- HOW TO COMPLETE THIS TASK -
For the entries below, count the lines containing "backend" and give only that number.

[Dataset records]
-----

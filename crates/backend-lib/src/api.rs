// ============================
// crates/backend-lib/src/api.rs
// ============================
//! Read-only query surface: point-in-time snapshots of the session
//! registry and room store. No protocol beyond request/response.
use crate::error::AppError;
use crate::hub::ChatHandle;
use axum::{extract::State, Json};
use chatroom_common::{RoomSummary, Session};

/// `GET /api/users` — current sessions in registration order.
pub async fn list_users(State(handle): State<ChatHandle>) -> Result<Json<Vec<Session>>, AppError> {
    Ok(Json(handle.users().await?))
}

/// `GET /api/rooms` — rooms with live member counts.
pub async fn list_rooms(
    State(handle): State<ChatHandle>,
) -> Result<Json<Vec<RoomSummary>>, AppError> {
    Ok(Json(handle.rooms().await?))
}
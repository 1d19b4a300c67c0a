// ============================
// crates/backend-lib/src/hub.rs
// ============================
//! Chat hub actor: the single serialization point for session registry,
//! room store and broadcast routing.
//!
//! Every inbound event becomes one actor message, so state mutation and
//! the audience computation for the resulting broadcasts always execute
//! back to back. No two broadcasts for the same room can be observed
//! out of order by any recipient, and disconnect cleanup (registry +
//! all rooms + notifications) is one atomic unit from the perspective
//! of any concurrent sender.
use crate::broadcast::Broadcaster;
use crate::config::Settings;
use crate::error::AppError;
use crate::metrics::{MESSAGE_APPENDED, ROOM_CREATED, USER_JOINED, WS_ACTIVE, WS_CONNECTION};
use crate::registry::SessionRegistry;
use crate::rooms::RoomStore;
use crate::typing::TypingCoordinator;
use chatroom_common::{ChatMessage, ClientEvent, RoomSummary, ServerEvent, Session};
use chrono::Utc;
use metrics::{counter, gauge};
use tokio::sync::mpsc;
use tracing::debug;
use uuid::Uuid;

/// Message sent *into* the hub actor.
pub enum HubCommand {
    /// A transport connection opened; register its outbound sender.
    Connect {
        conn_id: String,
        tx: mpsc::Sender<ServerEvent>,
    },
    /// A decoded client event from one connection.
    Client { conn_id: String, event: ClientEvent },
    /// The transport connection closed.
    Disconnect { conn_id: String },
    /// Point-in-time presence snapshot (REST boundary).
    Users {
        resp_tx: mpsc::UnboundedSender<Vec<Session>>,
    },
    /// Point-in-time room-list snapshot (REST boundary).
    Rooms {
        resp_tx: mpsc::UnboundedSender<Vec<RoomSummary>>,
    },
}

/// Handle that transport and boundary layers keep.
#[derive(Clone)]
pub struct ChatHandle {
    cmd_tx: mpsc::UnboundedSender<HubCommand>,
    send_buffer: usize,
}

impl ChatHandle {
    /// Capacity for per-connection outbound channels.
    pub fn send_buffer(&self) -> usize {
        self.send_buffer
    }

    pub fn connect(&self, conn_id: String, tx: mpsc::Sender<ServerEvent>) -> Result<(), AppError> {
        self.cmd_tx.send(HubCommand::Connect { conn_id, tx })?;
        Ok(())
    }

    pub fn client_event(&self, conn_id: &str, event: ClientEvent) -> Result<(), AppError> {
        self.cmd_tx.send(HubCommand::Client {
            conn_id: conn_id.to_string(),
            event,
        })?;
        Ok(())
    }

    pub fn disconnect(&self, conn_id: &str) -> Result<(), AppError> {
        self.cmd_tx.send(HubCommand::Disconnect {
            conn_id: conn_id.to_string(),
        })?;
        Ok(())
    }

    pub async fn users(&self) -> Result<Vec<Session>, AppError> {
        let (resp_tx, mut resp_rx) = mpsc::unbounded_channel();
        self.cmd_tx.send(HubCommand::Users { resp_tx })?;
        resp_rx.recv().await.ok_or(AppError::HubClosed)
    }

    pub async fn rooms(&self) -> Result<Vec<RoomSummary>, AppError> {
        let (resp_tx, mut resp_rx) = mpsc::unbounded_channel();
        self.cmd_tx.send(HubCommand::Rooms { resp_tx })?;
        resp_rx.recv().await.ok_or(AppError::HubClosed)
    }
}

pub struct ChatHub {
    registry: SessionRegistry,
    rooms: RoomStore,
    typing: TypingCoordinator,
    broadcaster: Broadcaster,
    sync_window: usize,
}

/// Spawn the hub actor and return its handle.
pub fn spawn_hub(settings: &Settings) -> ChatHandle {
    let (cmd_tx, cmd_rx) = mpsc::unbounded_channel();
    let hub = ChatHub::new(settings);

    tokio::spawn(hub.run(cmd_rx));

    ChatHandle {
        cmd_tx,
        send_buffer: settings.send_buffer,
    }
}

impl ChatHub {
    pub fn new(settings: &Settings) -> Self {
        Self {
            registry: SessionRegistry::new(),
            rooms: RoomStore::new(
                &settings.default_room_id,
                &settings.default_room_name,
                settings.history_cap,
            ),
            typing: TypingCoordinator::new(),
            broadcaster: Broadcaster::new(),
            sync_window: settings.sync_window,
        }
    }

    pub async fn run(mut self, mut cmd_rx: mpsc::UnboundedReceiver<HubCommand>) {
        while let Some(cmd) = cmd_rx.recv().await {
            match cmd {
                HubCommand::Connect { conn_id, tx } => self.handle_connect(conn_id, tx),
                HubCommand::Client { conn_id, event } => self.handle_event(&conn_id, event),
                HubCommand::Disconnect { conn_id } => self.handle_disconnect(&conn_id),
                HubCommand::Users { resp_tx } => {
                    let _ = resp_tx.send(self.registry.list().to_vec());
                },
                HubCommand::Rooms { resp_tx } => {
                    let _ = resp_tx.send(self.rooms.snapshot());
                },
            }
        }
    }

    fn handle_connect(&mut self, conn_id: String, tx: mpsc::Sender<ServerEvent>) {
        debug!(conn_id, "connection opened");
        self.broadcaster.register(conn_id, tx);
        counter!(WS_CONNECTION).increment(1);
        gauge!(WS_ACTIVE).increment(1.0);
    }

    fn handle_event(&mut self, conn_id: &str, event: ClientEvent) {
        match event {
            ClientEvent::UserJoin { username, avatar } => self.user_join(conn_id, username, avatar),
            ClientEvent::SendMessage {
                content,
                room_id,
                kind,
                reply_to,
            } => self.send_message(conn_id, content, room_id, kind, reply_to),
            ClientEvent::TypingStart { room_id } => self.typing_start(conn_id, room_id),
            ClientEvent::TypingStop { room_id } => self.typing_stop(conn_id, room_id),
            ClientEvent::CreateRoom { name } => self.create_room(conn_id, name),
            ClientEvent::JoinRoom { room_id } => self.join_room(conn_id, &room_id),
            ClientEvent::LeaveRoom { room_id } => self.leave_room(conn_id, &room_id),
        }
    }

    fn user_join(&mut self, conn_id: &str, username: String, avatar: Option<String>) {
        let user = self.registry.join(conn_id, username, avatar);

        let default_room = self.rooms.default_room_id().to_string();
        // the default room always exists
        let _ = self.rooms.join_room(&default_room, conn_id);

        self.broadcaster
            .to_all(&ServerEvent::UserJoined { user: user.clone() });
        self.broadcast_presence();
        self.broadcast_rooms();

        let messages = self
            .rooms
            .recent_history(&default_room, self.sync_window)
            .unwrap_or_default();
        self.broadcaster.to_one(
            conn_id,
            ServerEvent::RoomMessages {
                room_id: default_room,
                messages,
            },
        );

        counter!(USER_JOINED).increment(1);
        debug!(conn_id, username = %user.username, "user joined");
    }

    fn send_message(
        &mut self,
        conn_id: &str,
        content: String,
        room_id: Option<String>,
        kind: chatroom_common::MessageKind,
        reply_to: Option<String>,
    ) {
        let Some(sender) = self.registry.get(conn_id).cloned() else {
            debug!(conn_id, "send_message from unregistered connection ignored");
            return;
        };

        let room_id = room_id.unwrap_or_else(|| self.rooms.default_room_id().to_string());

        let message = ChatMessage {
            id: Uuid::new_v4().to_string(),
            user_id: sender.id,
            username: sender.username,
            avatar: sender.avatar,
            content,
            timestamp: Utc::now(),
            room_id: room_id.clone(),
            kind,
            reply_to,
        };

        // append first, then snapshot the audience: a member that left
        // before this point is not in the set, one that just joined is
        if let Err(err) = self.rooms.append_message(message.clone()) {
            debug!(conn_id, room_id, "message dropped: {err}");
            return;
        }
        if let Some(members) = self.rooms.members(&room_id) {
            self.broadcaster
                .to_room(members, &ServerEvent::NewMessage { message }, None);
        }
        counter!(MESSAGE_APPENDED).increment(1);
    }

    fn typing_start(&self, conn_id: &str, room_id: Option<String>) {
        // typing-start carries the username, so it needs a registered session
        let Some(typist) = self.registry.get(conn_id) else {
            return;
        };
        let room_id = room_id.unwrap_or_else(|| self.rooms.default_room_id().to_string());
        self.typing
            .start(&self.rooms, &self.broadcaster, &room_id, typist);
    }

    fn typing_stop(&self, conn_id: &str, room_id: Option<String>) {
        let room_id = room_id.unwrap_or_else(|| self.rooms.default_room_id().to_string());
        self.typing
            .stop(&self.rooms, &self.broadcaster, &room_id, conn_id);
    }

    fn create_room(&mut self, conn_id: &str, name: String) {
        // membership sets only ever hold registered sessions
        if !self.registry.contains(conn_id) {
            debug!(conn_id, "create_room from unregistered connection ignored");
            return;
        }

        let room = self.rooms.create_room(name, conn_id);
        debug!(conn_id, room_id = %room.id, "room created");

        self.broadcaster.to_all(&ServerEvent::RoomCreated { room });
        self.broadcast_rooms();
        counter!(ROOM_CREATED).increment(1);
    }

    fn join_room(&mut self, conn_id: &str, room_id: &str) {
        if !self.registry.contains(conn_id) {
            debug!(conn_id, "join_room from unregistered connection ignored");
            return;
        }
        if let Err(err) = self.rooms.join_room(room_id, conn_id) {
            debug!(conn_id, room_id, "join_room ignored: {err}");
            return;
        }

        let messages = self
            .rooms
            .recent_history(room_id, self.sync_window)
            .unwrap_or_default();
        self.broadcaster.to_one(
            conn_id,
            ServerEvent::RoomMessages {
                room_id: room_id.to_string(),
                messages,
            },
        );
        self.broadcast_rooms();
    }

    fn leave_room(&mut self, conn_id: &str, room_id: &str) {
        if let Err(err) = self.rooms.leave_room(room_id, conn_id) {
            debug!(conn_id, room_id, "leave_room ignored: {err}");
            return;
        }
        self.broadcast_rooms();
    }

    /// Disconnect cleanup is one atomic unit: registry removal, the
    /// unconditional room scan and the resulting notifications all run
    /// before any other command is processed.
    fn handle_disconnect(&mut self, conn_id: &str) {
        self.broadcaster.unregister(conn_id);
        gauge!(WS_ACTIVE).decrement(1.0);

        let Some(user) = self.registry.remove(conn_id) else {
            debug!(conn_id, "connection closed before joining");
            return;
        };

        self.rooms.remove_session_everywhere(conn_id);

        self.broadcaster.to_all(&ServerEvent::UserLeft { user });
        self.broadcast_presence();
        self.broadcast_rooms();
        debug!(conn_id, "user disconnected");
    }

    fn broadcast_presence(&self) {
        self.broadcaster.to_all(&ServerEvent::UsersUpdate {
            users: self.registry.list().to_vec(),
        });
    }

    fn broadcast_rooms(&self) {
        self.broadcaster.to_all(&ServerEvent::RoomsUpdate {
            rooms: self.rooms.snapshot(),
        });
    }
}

-----

- YOUR SOLUTION -
3